- What the task requires -
Note every line in the entries that contains the string "filename", and copy it.

- Saved entries -
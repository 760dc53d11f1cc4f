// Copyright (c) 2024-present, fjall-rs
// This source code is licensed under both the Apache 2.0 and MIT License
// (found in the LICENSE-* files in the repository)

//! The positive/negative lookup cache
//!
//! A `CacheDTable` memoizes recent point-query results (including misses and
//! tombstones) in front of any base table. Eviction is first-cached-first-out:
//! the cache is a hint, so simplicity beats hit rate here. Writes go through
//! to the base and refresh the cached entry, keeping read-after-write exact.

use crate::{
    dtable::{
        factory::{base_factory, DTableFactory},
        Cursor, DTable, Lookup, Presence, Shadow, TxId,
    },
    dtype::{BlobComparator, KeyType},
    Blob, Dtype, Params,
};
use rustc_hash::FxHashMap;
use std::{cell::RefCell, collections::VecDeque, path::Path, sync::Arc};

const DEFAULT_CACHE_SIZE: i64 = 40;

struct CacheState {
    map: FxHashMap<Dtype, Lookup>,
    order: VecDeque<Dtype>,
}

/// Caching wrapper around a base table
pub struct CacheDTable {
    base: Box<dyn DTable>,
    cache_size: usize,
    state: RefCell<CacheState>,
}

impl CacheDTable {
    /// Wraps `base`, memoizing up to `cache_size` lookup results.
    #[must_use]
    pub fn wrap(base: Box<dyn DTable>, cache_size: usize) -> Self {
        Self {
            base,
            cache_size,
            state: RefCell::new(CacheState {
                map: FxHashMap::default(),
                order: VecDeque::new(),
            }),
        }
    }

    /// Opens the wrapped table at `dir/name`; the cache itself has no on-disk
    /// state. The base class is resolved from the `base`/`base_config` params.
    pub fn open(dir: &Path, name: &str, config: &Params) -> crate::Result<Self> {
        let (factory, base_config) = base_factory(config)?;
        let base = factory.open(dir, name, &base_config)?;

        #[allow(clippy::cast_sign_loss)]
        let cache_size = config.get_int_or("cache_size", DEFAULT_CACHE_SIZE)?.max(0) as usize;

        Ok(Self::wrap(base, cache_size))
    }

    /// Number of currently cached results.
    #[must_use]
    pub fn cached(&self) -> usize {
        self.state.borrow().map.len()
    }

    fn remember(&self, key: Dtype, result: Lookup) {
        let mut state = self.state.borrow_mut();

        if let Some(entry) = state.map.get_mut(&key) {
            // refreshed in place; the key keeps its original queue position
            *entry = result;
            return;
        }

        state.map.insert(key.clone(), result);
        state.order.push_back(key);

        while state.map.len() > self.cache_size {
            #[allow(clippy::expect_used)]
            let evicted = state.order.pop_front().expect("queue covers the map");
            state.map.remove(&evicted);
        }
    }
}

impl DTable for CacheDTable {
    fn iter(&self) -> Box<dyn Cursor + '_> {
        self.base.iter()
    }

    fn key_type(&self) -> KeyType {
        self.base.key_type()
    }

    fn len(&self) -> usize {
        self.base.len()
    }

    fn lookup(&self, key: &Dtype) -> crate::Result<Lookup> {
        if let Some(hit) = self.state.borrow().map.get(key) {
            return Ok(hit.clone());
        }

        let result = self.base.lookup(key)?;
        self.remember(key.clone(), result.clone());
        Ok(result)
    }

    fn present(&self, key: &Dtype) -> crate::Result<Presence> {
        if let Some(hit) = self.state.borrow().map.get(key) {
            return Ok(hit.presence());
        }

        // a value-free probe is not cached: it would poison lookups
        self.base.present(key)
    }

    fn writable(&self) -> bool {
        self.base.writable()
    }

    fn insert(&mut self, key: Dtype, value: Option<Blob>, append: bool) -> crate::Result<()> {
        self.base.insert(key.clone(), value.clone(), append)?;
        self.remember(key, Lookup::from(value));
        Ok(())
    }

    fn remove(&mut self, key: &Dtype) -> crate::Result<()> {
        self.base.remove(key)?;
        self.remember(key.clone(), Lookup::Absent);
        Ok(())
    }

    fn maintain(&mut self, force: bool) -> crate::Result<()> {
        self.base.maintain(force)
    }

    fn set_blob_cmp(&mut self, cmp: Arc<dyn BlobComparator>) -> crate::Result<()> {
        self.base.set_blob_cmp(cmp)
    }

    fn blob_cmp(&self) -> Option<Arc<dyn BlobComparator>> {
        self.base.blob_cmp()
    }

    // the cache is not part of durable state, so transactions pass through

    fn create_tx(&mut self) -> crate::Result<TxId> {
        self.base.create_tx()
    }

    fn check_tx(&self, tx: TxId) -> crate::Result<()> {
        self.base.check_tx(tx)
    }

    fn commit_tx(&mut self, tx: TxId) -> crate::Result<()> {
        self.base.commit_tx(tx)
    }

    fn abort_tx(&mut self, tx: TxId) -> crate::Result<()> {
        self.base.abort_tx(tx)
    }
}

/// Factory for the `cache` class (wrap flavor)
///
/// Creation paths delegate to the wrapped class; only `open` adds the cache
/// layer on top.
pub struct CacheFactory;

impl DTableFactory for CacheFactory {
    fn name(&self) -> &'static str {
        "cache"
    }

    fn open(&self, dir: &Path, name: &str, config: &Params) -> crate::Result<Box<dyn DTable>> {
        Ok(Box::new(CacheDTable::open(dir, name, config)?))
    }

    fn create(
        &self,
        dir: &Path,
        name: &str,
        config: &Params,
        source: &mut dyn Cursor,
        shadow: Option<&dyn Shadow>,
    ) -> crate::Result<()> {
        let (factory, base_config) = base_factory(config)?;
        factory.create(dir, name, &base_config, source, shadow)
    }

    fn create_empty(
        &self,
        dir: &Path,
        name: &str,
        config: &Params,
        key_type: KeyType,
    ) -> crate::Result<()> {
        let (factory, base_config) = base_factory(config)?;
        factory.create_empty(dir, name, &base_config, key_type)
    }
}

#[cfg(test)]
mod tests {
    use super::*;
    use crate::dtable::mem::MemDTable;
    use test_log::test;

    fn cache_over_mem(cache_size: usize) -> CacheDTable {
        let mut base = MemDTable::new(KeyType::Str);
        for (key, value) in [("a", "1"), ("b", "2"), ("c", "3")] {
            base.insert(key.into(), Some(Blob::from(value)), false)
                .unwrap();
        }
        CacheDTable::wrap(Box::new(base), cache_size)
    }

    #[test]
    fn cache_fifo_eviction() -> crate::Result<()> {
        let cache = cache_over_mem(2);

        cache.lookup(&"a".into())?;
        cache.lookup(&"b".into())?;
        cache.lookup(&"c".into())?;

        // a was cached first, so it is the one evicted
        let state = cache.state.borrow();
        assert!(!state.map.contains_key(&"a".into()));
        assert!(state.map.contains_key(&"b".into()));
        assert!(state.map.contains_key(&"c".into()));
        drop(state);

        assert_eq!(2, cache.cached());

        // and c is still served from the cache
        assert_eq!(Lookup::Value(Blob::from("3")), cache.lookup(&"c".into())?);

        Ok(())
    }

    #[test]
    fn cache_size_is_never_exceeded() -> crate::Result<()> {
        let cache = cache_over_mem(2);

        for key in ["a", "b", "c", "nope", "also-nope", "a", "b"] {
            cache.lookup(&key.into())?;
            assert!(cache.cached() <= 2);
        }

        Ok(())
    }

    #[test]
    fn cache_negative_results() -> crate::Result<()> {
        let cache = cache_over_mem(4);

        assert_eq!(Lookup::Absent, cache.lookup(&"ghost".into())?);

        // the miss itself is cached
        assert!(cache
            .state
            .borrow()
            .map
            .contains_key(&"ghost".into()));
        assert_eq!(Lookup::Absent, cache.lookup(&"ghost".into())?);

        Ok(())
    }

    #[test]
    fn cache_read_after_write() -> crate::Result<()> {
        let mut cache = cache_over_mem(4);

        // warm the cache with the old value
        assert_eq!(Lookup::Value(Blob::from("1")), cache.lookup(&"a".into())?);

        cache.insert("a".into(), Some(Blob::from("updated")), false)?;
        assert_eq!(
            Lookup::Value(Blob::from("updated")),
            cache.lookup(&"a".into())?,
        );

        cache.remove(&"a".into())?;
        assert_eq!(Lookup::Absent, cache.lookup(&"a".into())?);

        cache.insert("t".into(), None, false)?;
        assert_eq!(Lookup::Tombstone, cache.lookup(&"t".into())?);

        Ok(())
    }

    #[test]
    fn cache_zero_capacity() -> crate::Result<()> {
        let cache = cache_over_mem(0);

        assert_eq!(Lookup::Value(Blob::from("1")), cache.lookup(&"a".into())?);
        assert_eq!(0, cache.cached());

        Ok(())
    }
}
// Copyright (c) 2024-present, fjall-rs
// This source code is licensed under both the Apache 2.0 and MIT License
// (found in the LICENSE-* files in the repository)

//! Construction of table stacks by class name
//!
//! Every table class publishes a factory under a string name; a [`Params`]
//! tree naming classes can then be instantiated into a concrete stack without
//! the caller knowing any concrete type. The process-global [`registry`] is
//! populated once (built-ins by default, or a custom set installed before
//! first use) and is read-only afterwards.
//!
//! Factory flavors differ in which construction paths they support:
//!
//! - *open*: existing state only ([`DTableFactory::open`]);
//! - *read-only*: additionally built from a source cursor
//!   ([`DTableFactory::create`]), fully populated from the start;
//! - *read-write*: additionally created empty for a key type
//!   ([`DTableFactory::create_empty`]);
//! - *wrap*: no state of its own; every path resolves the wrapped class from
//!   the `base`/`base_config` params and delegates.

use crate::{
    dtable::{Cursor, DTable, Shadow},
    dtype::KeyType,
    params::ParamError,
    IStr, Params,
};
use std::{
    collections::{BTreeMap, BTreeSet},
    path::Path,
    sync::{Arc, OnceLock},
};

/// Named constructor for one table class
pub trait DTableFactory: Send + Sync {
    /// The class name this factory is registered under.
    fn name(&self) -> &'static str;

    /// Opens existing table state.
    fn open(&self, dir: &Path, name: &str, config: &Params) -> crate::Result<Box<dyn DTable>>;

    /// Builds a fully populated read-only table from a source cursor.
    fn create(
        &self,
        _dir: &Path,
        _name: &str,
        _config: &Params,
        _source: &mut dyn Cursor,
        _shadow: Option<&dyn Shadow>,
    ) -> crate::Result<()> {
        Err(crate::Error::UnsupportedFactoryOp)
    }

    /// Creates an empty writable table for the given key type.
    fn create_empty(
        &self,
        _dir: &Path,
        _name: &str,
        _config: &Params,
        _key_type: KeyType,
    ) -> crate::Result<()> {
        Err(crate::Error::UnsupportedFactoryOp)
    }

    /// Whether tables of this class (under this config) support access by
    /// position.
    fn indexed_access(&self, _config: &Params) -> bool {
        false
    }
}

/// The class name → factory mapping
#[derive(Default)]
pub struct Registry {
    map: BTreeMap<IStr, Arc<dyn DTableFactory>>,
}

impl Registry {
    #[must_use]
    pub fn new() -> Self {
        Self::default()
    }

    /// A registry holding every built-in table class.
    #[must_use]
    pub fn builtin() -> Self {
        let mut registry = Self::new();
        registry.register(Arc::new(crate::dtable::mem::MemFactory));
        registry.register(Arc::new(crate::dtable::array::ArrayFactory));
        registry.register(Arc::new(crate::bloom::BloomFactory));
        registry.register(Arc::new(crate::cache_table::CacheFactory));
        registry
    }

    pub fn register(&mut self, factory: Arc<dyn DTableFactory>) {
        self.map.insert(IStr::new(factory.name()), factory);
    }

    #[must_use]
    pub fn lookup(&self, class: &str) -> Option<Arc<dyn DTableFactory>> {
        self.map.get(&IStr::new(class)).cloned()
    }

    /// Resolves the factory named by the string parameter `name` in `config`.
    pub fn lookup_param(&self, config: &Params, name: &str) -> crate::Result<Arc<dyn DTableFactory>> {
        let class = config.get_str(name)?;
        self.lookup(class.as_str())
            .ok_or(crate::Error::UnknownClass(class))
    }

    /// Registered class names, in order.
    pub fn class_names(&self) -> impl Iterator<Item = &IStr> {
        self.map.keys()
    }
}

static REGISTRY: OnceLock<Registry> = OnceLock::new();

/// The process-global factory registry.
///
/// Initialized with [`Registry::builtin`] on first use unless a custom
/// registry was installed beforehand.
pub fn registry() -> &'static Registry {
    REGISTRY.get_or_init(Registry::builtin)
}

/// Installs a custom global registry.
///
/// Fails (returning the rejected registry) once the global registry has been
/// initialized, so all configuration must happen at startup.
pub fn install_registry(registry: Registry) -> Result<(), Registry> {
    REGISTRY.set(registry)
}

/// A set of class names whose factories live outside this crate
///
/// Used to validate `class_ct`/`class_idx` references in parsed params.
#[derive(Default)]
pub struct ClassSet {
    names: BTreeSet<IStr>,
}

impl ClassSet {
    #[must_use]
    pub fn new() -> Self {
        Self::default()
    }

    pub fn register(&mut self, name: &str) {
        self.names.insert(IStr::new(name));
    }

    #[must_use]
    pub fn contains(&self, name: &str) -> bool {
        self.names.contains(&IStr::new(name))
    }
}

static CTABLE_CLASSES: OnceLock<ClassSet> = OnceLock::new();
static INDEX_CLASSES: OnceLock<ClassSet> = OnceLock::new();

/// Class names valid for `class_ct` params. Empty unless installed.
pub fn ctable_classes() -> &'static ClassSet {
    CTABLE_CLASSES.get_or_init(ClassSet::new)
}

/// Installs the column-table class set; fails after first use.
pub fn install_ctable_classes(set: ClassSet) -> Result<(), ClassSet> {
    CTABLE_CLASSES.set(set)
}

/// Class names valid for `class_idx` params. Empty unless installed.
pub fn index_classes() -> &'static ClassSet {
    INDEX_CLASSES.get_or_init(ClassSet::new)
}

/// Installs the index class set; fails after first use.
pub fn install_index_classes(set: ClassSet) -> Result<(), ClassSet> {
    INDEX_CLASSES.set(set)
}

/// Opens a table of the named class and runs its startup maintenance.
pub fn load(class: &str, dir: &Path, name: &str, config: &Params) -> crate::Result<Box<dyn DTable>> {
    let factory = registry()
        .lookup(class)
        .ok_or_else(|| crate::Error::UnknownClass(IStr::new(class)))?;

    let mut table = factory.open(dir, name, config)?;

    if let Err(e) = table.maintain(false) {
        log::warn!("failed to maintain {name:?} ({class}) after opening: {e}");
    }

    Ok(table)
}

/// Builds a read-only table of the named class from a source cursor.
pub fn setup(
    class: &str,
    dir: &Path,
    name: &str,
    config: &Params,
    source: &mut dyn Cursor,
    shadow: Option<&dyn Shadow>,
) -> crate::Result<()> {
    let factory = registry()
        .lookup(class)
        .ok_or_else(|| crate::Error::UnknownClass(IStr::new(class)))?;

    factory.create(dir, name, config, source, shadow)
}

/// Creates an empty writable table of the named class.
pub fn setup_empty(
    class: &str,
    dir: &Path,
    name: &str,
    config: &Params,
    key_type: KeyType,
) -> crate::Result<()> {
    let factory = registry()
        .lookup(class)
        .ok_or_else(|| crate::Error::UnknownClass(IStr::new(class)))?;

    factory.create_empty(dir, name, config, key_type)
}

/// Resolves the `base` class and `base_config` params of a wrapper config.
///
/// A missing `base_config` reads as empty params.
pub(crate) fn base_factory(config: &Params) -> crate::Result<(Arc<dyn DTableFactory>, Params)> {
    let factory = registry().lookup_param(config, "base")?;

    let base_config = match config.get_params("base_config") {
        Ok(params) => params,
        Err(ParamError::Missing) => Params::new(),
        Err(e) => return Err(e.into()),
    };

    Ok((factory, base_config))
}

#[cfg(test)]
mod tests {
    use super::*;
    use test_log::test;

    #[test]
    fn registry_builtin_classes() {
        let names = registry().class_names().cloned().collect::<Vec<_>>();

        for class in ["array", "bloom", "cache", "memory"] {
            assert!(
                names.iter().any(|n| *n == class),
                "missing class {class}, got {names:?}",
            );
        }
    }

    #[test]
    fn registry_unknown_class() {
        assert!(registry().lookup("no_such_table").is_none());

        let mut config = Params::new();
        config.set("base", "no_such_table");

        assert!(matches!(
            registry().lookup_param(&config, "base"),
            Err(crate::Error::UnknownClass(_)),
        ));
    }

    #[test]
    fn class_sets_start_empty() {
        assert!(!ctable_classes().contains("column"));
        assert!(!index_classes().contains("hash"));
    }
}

---

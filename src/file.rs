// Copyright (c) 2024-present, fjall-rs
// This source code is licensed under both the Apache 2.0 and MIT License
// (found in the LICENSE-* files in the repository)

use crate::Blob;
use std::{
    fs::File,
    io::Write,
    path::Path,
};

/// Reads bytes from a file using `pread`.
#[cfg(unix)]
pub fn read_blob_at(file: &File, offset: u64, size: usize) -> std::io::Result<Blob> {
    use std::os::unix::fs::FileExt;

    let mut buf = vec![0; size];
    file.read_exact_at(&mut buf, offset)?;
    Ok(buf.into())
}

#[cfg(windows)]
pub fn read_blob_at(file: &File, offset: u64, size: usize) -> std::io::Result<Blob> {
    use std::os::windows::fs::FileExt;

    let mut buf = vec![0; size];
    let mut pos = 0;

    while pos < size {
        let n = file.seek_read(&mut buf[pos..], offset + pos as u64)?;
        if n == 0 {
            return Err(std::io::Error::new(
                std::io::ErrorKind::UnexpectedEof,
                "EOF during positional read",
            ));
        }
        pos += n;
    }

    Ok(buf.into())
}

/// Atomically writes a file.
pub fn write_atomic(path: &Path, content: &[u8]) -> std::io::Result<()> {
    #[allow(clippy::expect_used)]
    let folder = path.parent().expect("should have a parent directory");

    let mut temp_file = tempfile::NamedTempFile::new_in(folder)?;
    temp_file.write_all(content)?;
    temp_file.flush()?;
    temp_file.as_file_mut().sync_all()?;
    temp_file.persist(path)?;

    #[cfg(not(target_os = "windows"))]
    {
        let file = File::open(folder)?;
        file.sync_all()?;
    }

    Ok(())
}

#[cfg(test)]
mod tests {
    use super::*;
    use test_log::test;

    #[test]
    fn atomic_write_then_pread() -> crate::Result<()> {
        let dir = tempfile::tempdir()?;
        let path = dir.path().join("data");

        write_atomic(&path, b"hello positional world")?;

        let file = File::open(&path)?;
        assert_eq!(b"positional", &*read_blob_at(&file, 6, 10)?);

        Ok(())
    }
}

==

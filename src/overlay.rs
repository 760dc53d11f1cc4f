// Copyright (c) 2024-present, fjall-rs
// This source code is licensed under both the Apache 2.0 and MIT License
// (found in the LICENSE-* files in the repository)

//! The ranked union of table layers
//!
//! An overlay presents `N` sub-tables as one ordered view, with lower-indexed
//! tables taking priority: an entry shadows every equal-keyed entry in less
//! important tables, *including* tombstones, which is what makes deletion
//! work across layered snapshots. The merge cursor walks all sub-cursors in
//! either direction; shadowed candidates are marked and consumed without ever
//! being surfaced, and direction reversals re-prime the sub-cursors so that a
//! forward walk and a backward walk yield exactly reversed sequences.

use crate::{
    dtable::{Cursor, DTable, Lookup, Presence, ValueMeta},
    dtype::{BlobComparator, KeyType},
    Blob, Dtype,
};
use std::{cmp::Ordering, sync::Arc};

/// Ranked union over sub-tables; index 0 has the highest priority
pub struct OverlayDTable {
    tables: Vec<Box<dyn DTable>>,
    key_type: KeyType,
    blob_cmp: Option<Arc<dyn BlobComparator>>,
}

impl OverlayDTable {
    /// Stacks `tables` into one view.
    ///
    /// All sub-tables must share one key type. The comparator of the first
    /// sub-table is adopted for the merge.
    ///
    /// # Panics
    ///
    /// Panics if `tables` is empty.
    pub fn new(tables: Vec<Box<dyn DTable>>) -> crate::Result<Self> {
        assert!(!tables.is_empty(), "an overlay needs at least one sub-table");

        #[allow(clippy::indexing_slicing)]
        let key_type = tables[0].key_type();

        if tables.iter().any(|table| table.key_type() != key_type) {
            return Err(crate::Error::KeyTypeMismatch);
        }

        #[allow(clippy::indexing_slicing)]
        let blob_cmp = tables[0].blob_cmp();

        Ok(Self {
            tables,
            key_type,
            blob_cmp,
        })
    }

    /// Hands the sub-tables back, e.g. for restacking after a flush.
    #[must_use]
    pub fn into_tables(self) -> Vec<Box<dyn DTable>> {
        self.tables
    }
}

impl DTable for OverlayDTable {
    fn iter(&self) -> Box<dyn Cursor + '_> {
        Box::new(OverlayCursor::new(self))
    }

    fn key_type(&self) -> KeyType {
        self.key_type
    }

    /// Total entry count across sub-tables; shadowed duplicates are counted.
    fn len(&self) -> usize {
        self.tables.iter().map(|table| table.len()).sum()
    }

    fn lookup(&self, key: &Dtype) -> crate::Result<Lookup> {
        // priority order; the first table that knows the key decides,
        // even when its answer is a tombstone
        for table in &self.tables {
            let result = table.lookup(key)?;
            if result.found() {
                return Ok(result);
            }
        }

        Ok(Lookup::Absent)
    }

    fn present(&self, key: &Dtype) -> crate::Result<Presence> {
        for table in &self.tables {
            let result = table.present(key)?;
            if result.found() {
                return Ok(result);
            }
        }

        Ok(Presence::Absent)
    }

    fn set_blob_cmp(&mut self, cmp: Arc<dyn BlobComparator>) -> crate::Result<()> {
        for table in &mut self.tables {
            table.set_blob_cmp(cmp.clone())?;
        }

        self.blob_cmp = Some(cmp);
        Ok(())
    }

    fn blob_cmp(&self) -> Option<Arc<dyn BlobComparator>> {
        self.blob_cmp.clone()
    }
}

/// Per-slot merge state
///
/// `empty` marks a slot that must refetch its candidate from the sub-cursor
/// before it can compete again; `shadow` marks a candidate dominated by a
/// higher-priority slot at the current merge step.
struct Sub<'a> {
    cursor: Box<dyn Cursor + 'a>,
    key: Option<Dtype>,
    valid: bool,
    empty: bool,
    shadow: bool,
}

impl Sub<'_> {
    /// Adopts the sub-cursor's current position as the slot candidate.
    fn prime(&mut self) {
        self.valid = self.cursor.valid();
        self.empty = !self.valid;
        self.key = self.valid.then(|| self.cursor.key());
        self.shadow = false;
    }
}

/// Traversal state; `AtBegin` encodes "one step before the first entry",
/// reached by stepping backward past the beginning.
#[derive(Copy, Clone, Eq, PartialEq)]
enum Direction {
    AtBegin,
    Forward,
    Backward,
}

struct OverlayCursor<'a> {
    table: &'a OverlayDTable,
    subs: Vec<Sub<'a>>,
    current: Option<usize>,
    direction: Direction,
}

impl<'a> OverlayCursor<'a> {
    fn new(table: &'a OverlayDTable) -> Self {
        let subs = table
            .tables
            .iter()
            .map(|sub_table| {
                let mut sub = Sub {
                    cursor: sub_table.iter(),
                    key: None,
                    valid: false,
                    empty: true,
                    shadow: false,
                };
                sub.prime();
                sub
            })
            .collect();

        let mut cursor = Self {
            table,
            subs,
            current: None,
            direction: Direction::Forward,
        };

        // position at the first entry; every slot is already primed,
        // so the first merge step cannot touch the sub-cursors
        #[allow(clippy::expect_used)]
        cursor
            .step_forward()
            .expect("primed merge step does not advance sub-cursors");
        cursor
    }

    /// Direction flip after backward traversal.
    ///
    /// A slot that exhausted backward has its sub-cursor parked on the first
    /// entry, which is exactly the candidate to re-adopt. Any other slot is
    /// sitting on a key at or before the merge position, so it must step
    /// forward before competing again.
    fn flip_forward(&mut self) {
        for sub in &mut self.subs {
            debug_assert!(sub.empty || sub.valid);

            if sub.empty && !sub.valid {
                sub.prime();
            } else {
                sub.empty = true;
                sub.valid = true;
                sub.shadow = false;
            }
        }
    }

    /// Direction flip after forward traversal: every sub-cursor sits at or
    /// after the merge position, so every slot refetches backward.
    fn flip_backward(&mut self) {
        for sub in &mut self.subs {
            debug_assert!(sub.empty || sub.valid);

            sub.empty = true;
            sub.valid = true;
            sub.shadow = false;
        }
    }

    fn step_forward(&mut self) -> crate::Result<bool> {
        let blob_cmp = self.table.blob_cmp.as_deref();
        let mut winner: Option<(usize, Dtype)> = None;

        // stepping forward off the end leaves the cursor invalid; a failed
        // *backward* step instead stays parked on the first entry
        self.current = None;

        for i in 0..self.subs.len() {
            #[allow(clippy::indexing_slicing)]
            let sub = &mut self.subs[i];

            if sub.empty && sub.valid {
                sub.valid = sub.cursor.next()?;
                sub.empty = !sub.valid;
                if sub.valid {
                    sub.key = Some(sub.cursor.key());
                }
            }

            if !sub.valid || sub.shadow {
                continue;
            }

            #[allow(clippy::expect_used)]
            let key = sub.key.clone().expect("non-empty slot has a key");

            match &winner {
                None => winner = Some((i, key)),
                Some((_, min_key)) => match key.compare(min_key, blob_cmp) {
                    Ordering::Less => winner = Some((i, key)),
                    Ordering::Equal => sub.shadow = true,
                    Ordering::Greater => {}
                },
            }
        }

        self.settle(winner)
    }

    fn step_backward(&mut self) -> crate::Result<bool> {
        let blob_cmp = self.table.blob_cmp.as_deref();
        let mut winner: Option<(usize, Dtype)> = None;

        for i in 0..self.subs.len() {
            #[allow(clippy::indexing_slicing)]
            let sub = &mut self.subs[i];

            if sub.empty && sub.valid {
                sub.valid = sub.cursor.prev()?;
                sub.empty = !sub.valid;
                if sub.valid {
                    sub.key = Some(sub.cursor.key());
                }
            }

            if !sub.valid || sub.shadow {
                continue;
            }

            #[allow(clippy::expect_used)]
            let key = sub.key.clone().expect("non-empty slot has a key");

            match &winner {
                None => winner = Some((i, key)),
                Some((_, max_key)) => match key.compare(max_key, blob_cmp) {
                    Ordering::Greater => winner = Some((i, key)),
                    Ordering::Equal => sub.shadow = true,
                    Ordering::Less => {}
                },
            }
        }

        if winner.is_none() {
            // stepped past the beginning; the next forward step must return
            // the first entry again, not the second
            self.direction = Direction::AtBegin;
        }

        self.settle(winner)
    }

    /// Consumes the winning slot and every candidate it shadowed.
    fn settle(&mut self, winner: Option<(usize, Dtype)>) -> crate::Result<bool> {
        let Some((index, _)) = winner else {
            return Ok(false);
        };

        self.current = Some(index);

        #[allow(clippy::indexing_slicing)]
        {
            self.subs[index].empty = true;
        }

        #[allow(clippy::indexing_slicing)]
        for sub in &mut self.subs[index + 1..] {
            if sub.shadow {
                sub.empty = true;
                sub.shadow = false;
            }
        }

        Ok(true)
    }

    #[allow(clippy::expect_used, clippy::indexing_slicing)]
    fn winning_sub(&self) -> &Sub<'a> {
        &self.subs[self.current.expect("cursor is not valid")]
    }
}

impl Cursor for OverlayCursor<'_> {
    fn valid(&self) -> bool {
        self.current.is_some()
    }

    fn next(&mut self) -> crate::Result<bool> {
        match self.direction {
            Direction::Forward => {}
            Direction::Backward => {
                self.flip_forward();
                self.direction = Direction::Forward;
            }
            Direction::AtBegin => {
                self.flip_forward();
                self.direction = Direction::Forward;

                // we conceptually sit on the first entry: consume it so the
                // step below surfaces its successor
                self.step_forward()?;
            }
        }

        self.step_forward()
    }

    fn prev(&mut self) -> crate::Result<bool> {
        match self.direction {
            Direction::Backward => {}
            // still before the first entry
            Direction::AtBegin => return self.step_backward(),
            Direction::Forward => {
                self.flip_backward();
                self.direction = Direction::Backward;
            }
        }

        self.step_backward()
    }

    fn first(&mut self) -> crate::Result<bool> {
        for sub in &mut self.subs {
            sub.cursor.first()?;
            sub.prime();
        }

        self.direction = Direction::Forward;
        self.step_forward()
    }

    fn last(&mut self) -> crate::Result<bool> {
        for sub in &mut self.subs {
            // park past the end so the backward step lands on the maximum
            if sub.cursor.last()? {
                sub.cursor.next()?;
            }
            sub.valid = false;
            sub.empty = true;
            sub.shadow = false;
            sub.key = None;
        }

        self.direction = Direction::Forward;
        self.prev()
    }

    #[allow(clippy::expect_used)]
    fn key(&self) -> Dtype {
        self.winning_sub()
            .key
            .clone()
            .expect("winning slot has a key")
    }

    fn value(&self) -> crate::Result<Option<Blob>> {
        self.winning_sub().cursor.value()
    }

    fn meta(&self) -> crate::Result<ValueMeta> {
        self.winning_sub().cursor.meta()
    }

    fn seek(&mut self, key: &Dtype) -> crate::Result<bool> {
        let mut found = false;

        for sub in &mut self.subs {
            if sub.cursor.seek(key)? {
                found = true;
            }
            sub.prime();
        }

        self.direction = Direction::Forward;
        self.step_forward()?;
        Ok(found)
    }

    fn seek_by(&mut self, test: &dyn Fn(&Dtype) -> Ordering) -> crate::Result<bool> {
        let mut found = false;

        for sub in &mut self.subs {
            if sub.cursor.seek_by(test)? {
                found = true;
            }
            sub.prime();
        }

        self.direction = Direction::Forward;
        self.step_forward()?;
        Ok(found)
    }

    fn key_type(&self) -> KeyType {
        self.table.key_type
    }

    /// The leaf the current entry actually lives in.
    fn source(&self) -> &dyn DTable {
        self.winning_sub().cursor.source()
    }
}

- Problem solution -
filename src/file.rs
filename src/overlay.rs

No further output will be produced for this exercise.